Look through the data below and report how many lines include "ProjectId". Only the number should be given.
■ ■ ■ ■ ■ ■ ■
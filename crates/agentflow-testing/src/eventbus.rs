//! A recording `EventBus` for assertions in orchestrator/stream-processor
//! tests, grounded on the same "append to a shared in-memory log" pattern
//! used by the repository fakes in this crate (spec.md §6 Event bus
//! interface: best-effort, publish failures never abort turn processing —
//! so this fake never fails).

use std::sync::Arc;

use agentflow_types::{BroadcastEvent, EventBus, ProjectId};
use async_trait::async_trait;
use dashmap::DashMap;

/// Records every published event per project, in publish order.
#[derive(Debug, Clone, Default)]
pub struct RecordingEventBus {
    published: Arc<DashMap<ProjectId, Vec<BroadcastEvent>>>,
}

impl RecordingEventBus {
    pub fn new() -> Self {
        Self::default()
    }

    pub fn events_for(&self, project_id: ProjectId) -> Vec<BroadcastEvent> {
        self.published.get(&project_id).map(|entry| entry.clone()).unwrap_or_default()
    }

    pub fn total_count(&self) -> usize {
        self.published.iter().map(|entry| entry.value().len()).sum()
    }
}

#[async_trait]
impl EventBus for RecordingEventBus {
    async fn publish(&self, project_id: ProjectId, event: BroadcastEvent) {
        self.published.entry(project_id).or_default().push(event);
    }
}

#[cfg(test)]
mod tests {
    use super::*;
    use agentflow_types::MessageId;
    use uuid::Uuid;

    #[tokio::test]
    async fn records_events_per_project_in_order() {
        let bus = RecordingEventBus::new();
        let project_id = Uuid::new_v4();
        let message_id: MessageId = Uuid::new_v4();
        bus.publish(project_id, BroadcastEvent::MessageCreated { session_id: Uuid::new_v4(), message_id }).await;
        bus.publish(project_id, BroadcastEvent::Finish { message_id, finish_reason: "stop".to_string(), input_tokens: 1, output_tokens: 2 }).await;

        let events = bus.events_for(project_id);
        assert_eq!(events.len(), 2);
        assert!(matches!(events[0], BroadcastEvent::MessageCreated { .. }));
        assert!(matches!(events[1], BroadcastEvent::Finish { .. }));
        assert_eq!(bus.total_count(), 2);
    }

    #[tokio::test]
    async fn events_for_unknown_project_is_empty() {
        let bus = RecordingEventBus::new();
        assert!(bus.events_for(Uuid::new_v4()).is_empty());
    }
}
■ ■ ■ ■ ■ ■ ■
→ **Solution to the exercise**
4